Vuelvo
a verte por fin, y me recuerdas más que nunca a la versión de ti
que guardo de la primera vez. Estabas recién bajado de un autobús.
Era verano, quizá, o quizá uno de esos meses con talento imitativo
que merodean en torno al verano. A lo mejor mi memoria me engaña y
no llevabas puesta una camiseta roja. A lo mejor la morenez de tu
cara se ha convertido en un axioma tan firme que he olvidado que en
su momento me sorprendiera. Lo que sí me sorprendió fue tu espalda.

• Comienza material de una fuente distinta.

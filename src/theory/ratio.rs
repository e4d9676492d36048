#[cfg(feature = "serde")]
use serde::{Deserialize, Serialize};

/// A frequency ratio kept as an exact fraction.
///
/// Just intonation builds every interval from small whole-number ratios
/// (3/2 is a pure fifth, 5/4 a pure major third), so the tables store the
/// fraction and only convert to floating point at the very end.
#[cfg_attr(feature = "serde", derive(Serialize, Deserialize))]
#[derive(Debug, Clone, Copy, PartialEq, Eq)]
pub struct Ratio {
    pub numerator: u32,
    pub denominator: u32,
}

impl Ratio {
    pub const UNISON: Ratio = Ratio::new(1, 1);

    pub const fn new(numerator: u32, denominator: u32) -> Self {
        Self {
            numerator,
            denominator,
        }
    }

    /// Zero denominators produce `inf`/`NaN`; callers own that.
    #[inline]
    pub fn as_f32(self) -> f32 {
        self.numerator as f32 / self.denominator as f32
    }
}

/// `root * numerator / denominator`.
#[inline]
pub fn frequency_from_ratio(ratio: Ratio, root_frequency: f32) -> f32 {
    root_frequency * ratio.as_f32()
}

Porque era ancha. Flagrantemente más ancha que tu cintura. Me habían
hablado tanto de ti, con un romanticismo tan velado. Habían pintado
sobre tu nombre un personaje tan teñido de drama, que casi esperaba
que fueras algo pajizo e impalpable. Todo lo contrario: tostado,
rotundamente físico. Te estudié de refilón en el autobús urbano
que nos llevaba de la estación a mi casa. Mirabas por las lunas, con
una sonrisa ligera en la cara. Y tenías pinta de servir para la
vendimia. Supe que tu cuadro iba a ser rápidamente restaurado, y que
tu imagen iba a limpiarse de unas cuantas capas de añadidos
barrocos. Así es como poco a poco se fue disolviendo el amigo de
otra persona, y como apareció mi amigo.
Luego,
a lo largo de estos años, te fuiste redondeando. Igual de moreno,
igual de robusto, pero con el protagonismo de la espalda mitigado a
nivel abdominal. El piso de un dormitorio que compraste se llenó con
otra persona y un gato, y la vida doméstica te empezó a moldear. Y
ahora que allí ya no te esperan ni gato ni persona; ahora que estás
ardiendo, y que otra historia actúa en tu cuerpo como un by-pass
gástrico, vuelvo a tener de frente al moreno de la camiseta roja y
la espalda gallarda.
¿Y
sabes una cosa? Te quiero siempre, lo que no deja de ser un triunfo
sobre todos los meses que han de pasar hasta que al fin nos vemos, y
ya que estamos, sobre el embate del tiempo en general. Pero te adoro
enamorado. Cuando te ríes avergonzado de tu propia incontinencia.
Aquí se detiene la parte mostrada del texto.